1.       Providing loans to connected persons that are financed out of financial means, such as bonds, loans from connected parties and cash advances/loans from credit institutions. Transactions will be considered to be at arm’s length provided that the minimum profit margin is 2,5%, before the deduction of taxes but after the deduction of any expenses incurred wholly and exclusively for the acquisition of the specific income.

 

2.       Providing loans and cash advances to connected persons to the extent that the loans are financed by own funds, i.e. share capital, share premium or realized profits. Transactions will be considered to be at arm’s length provided that the minimum interest rate is equal to the yield of the 10-year government bond of the country of the borrower (as at 31 December of the previous year) increased by 3,5%, before the deduction of taxes.

 

3.       Interest bearing loans payable to connected parties to the extent that the funds obtained are used in the business. Transactions will be considered to be at arm’s length provided that the interest rate does not exceed the yield of the 10-year government bond of Cyprus (as at 31 December of the previous year) increased by 1,5%, before the deduction of taxes.

 

4.       Low value adding services. Sush are considered services of supporting character, that are not related to the basic activities of the group, that do not make use of unique IPs or create unique and valuable IPs and do not involve the undertaking of substantial risk or do not create substantial risk to the service provider. Transactions will be considered to be at arm’s length provided that the minimum mark-up applied is 5% of the costs incurred. For the receipt of services acceptable markup should not exceed 5% on the relevant expenses.

 

 

 

 

 

A company that opts safe harbours for the transactions in categories 1, 2 and 3 above will need to prepare the following additional documentation and support:

 

a)       Brief description of the functional analysis (functions, assets, risks).

b)      Description of the profile of the entity based on the functional analysis.

c)       Detailed description of the loans for which the simplification measures are applied (dates of the agreements, amounts, balances at the end of the tax year, date of repayment, collaterals, interest rates, details of any amendments).

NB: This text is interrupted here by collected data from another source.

use sea_orm::entity::prelude::*;
use serde::{Deserialize, Serialize};

/// Server-side session referenced by the `session` cookie.
#[sea_orm::model]
#[derive(Clone, Debug, PartialEq, Eq, DeriveEntityModel, Serialize, Deserialize)]
#[sea_orm(table_name = "session")]
pub struct Model {
    /// Opaque random id stored in the cookie.
    #[sea_orm(primary_key, auto_increment = false)]
    pub id: String,

    /// Set once the OAuth callback completes.
    pub user_id: Option<i32>,
    pub username: Option<String>,

    /// Pending OAuth `state` nonce, cleared by the callback.
    pub oauth_state: Option<String>,

    pub expires_at: DateTimeUtc,
}

impl ActiveModelBehavior for ActiveModel {}
use std::sync::Arc;

use bench_common::storage::BlobStore;
use sea_orm::DatabaseConnection;

use crate::config::AppConfig;
use crate::oauth::DiscordOAuth;
use crate::summarizer::Summarizer;

#[derive(Clone)]
pub struct AppState {
    pub config: Arc<AppConfig>,
    pub db: DatabaseConnection,
    pub blobs: Arc<dyn BlobStore>,
    pub summarizer: Summarizer,
    pub oauth: Arc<DiscordOAuth>,
}
use std::time::Duration;

use sea_orm::{ConnectOptions, Database, DatabaseConnection, DbErr};

/// Open the SQLite pool and create any missing tables or columns.
pub async fn init_db(db_url: &str) -> Result<DatabaseConnection, DbErr> {
    let mut opt = ConnectOptions::new(db_url.to_owned());

    // Set connection pool options
    opt.max_connections(16)
        .min_connections(1)
        .connect_timeout(Duration::from_secs(8))
        .acquire_timeout(Duration::from_secs(8))
        .idle_timeout(Duration::from_secs(300))
        .sqlx_logging(false);

    let db = Database::connect(opt).await?;
    db.get_schema_registry("bench_server::entity::*")
        .sync(&db)
        .await?;

    Ok(db)
}

mod benchmark;
mod reconcile;
mod summarizer;
mod user;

d)      Description of the reasons that explain/ justify that the transactions are eligible under the simplification measures (as applicable for each transaction).

e)      Preparation of calculations, reconciliations and explanations in respect of the application of the simplification measures on the controlled transactions for the purpose of determination of taxable profit.

 

A company that opts safe harbours for the transactions in category 4 above will need to prepare the following additional documentation and support:

 

a)       Brief description of the functional analysis (functions, assets, risks).

b)      Description of the profile of the entity based on the functional analysis.

c)       Description of categories of low value adding services provided/received.

d)      IDs of the beneficiaries.

e)      Description of the reasons that justify how each category of such services qualifies as low value-adding service.

f)        Description of selected allocation keys for expenses and relevant workings in regard to their application.

g)       Calculations that support allocation of relevant costs on which mark-up is applied.

h)      Preparation of calculations, reconciliations and explanations in respect of the application of the simplification measures on the controlled transactions for the purpose of determination of taxable profit.

 

Reporting

 

Entities that opt for safe harbour rules for eligible transactions must declare it to the Tax Department by completing the relevant section on the annual income tax return.

 

The minimum documentation as explained in the Circular must be provided to the Tax Department within 60 days from request.

 

It is noted that election of safe harbour rules in respect of cross border transactions shall trigger reporting obligation under DAC6 (with the exemption of the safe harbour on low value adding services).